━━ Data provided ━━

#[cfg(test)]
#[allow(clippy::unwrap_used, clippy::expect_used)]
mod tests {
    use super::*;

    /// d -is_a-> b -is_a-> a, c -part_of-> a; a, b in "x", c, d in "y"
    fn ontology() -> Ontology {
        let mut g = TermGraph::new();
        g.add_term(Term::new("a").with_namespace("x"));
        g.add_term(Term::new("b").with_namespace("x"));
        g.add_term(Term::new("c").with_namespace("y"));
        g.add_term(Term::new("d").with_namespace("y"));
        g.add_edge("b", "a", RelationshipType::IsA);
        g.add_edge("d", "b", RelationshipType::IsA);
        g.add_edge("c", "a", RelationshipType::PartOf);
        Ontology::new(SourceConfig::new("test", "/tmp"), g)
    }

    #[test]
    fn test_subgraph_is_cached_per_normalised_key() {
        let ont = ontology();
        let first = ont.subgraph(&[RelationshipType::PartOf, RelationshipType::IsA]);
        let second = ont.subgraph(&[
            RelationshipType::IsA,
            RelationshipType::PartOf,
            RelationshipType::IsA,
        ]);
        assert!(Arc::ptr_eq(&first, &second));
        assert_eq!(ont.cached_subgraphs(), 1);

        ont.invalidate();
        assert_eq!(ont.cached_subgraphs(), 0);
        let third = ont.subgraph(&[RelationshipType::IsA, RelationshipType::PartOf]);
        assert!(!Arc::ptr_eq(&first, &third));
    }

    #[test]
    fn test_empty_relation_filter_returns_canonical_graph() {
        let ont = ontology();
        assert!(Arc::ptr_eq(&ont.subgraph(&[]), ont.graph()));
        assert_eq!(ont.cached_subgraphs(), 0);
    }

    #[test]
    fn test_filter_to_namespace() {
        let mut ont = ontology();
        ont.subgraph(&[RelationshipType::IsA]);
        ont.filter_to_namespace("x");

        assert_eq!(ont.node_list(), &["a".to_string(), "b".to_string()]);
        assert_eq!(ont.graph().edge_count(), 1);
        assert_eq!(ont.cached_subgraphs(), 0);
        assert!(ont.term("d").is_none());
    }

    #[test]
    fn test_adjacency_sums() {
        let ont = ontology();
        let adj = ont.adjacency(None).unwrap();
        assert_eq!(adj.size(), 4);
        assert_eq!(adj.nnz(), 3);
        assert_eq!(adj.get(1, 0), 1);
        // rows: outgoing (parents), cols: incoming (children)
        assert_eq!(adj.row_sums(), vec![0, 1, 1, 1]);
        assert_eq!(adj.col_sums(), vec![2, 1, 0, 0]);
    }

    #[test]
    fn test_adjacency_rejects_unknown_nodes() {
        let ont = ontology();
        let nodes = vec!["a".to_string(), "nope".to_string()];
        let err = ont.adjacency(Some(&nodes)).unwrap_err();
        assert!(matches!(
            err,
            OntologyError::InconsistentNodeSet { ref missing } if missing == &["nope".to_string()]
        ));

        let sub = vec!["a".to_string(), "b".to_string()];
        assert_eq!(ont.adjacency(Some(&sub)).unwrap().nnz(), 1);
    }

    #[test]
    fn test_restrict_to_known_terms() {
        let ont = ontology();
        let set: AnnotationSet = vec![
            ("g1", Some(vec!["a".to_string(), "zzz".to_string()])),
            ("g2", None),
        ]
        .into_iter()
        .collect();
        let out = ont.restrict_to_known_terms(&set);
        assert_eq!(out.get("g1"), Some(&Some(vec!["a".to_string()])));
        assert_eq!(out.get("g2"), Some(&Some(Vec::new())));
    }

    #[test]
    fn test_load_interpro_resources() {
        let resources = FileResources::new()
            .with_inline("ParentChildTreeFile.txt", "IPR1::Root::\n--IPR2::Child::\n")
            .with_inline(
                "entry.list",
                "ENTRY_AC\tENTRY_TYPE\tENTRY_NAME\nIPR1\tFamily\tRoot\nIPR2\tDomain\tChild\n",
            )
            .with_inline("interpro2go", "InterPro:IPR2 Child > GO:DNA binding ; GO:0003677\n");

        let ont = Ontology::load(SourceConfig::interpro(), &resources).unwrap();
        assert_eq!(ont.len(), 2);
        assert!(ont.term("IPR2").unwrap().in_namespace("Domain"));
        assert_eq!(ont.term("IPR2").unwrap().xrefs, vec!["GO:0003677"]);
        assert_eq!(ont.info().relations.get("is_a"), Some(&1));
        assert!(ont.interpro_matches().is_empty());
    }

    #[test]
    fn test_load_protein2ipr_matches() {
        let resources = FileResources::new()
            .with_inline("ParentChildTreeFile.txt", "IPR1::Root::\n--IPR2::Child::\n")
            .with_inline(
                "protein2ipr.dat",
                "P1\tIPR2\tChild\tPF1\t1\t50\n\
P1\tIPR2\tChild\tPS2\t3\t48\n\
P1\tIPR1\tRoot\tPF9\t60\t90\n\
P2\tIPR9\tOther\tPF3\t5\t20\n",
            );

        let ont = Ontology::load(SourceConfig::interpro(), &resources).unwrap();
        assert_eq!(ont.interpro_matches().len(), 4);

        let all = ont.entry_annotations(None);
        assert_eq!(all.len(), 2);
        assert_eq!(
            all.get("P1"),
            Some(&Some(vec!["IPR2".to_string(), "IPR1".to_string()]))
        );

        let proteins = vec!["P2".to_string(), "P3".to_string()];
        let picked = ont.entry_annotations(Some(&proteins));
        assert_eq!(picked.get("P2"), Some(&Some(vec!["IPR9".to_string()])));
        assert_eq!(picked.get("P3"), Some(&None));

        let known = ont.restrict_to_known_terms(&picked);
        assert_eq!(known.get("P2"), Some(&Some(Vec::new())));
    }
}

━━━

Assignment: Count every line of the material above that includes "third", giving the total without any other words.

Output of the task: 2